(Stored data entries)
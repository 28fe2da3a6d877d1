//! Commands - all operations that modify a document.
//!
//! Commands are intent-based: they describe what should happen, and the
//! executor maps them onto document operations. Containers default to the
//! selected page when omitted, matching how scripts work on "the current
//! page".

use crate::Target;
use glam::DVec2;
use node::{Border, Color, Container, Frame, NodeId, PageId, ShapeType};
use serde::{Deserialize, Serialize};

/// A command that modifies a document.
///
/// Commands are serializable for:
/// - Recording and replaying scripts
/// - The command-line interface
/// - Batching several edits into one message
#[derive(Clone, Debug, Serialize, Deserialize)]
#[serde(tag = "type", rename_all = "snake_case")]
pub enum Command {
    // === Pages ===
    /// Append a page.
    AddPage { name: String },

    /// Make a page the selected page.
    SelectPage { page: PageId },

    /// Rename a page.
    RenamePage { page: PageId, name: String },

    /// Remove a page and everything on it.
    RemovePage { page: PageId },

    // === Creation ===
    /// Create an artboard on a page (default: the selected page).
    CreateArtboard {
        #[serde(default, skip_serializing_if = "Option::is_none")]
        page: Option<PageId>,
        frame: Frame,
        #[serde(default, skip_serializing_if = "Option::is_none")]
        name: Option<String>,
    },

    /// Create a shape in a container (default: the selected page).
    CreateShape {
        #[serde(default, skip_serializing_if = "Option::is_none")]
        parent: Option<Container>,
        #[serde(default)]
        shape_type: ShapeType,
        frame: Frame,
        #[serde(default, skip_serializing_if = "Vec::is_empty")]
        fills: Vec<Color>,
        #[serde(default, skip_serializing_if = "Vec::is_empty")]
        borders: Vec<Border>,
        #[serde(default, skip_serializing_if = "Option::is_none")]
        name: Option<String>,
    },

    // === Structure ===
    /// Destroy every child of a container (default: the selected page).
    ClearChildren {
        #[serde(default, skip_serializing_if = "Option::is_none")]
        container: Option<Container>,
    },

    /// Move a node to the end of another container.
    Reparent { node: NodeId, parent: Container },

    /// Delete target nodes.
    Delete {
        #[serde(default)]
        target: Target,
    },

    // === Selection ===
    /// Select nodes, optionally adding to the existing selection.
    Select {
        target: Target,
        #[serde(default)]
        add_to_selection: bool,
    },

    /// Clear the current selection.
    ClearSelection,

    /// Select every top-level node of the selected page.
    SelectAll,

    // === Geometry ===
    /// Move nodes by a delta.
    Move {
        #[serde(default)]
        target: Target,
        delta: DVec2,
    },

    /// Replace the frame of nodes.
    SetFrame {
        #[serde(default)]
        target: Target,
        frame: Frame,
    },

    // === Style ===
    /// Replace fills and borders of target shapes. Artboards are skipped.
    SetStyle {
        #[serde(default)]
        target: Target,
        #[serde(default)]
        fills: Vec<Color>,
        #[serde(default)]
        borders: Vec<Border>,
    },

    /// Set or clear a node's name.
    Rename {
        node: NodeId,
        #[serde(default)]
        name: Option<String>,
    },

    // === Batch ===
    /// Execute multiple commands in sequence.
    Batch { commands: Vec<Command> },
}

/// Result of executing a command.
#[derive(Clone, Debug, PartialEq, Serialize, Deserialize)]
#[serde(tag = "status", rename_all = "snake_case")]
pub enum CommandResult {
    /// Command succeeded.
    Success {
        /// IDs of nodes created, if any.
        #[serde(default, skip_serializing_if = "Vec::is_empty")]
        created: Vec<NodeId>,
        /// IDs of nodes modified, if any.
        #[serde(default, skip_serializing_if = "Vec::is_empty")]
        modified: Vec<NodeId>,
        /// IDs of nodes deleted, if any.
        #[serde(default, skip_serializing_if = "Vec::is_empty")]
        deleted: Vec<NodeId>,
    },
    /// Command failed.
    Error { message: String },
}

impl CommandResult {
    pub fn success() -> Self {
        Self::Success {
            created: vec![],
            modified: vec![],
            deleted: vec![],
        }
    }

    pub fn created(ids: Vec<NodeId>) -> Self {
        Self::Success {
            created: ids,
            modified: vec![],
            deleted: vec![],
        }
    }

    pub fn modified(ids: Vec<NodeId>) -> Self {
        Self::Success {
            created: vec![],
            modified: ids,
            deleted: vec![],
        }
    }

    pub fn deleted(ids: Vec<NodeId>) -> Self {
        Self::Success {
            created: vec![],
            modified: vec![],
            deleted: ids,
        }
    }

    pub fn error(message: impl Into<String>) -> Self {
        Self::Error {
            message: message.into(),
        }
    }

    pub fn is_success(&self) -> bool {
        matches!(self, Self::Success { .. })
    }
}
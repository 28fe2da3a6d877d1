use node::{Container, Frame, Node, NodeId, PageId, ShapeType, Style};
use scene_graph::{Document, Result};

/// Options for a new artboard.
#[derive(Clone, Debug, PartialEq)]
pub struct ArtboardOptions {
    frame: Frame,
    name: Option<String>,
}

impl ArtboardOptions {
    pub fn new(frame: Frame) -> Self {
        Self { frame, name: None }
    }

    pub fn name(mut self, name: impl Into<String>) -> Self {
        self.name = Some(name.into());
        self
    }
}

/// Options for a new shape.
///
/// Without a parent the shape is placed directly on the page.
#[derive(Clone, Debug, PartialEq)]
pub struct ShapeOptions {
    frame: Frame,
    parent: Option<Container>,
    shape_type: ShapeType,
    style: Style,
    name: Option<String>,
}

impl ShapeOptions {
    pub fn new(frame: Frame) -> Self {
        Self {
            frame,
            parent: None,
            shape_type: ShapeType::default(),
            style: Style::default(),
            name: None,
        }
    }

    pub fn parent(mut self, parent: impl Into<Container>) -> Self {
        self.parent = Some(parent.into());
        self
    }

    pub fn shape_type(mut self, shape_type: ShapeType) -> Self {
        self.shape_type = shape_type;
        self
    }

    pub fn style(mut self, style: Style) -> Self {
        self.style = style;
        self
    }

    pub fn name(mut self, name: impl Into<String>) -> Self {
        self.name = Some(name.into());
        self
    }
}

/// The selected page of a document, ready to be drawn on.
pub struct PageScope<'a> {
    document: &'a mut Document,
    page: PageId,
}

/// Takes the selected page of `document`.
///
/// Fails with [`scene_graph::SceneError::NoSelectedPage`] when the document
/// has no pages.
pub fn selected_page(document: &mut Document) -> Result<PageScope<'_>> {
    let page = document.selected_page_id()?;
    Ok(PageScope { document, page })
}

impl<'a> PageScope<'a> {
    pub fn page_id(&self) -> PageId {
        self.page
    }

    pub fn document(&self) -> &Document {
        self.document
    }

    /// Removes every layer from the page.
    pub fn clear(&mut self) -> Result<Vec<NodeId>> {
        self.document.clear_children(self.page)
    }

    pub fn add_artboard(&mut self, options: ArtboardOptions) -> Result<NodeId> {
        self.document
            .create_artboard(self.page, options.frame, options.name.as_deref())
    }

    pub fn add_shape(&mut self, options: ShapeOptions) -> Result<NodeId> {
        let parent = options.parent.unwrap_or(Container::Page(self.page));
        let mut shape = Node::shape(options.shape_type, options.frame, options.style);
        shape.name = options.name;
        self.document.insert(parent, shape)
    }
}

→ **Work to be completed**:
Where a line of the data holds the word "CommandResult", copy that line.

→ **Task solution**:
pub enum CommandResult {
impl CommandResult {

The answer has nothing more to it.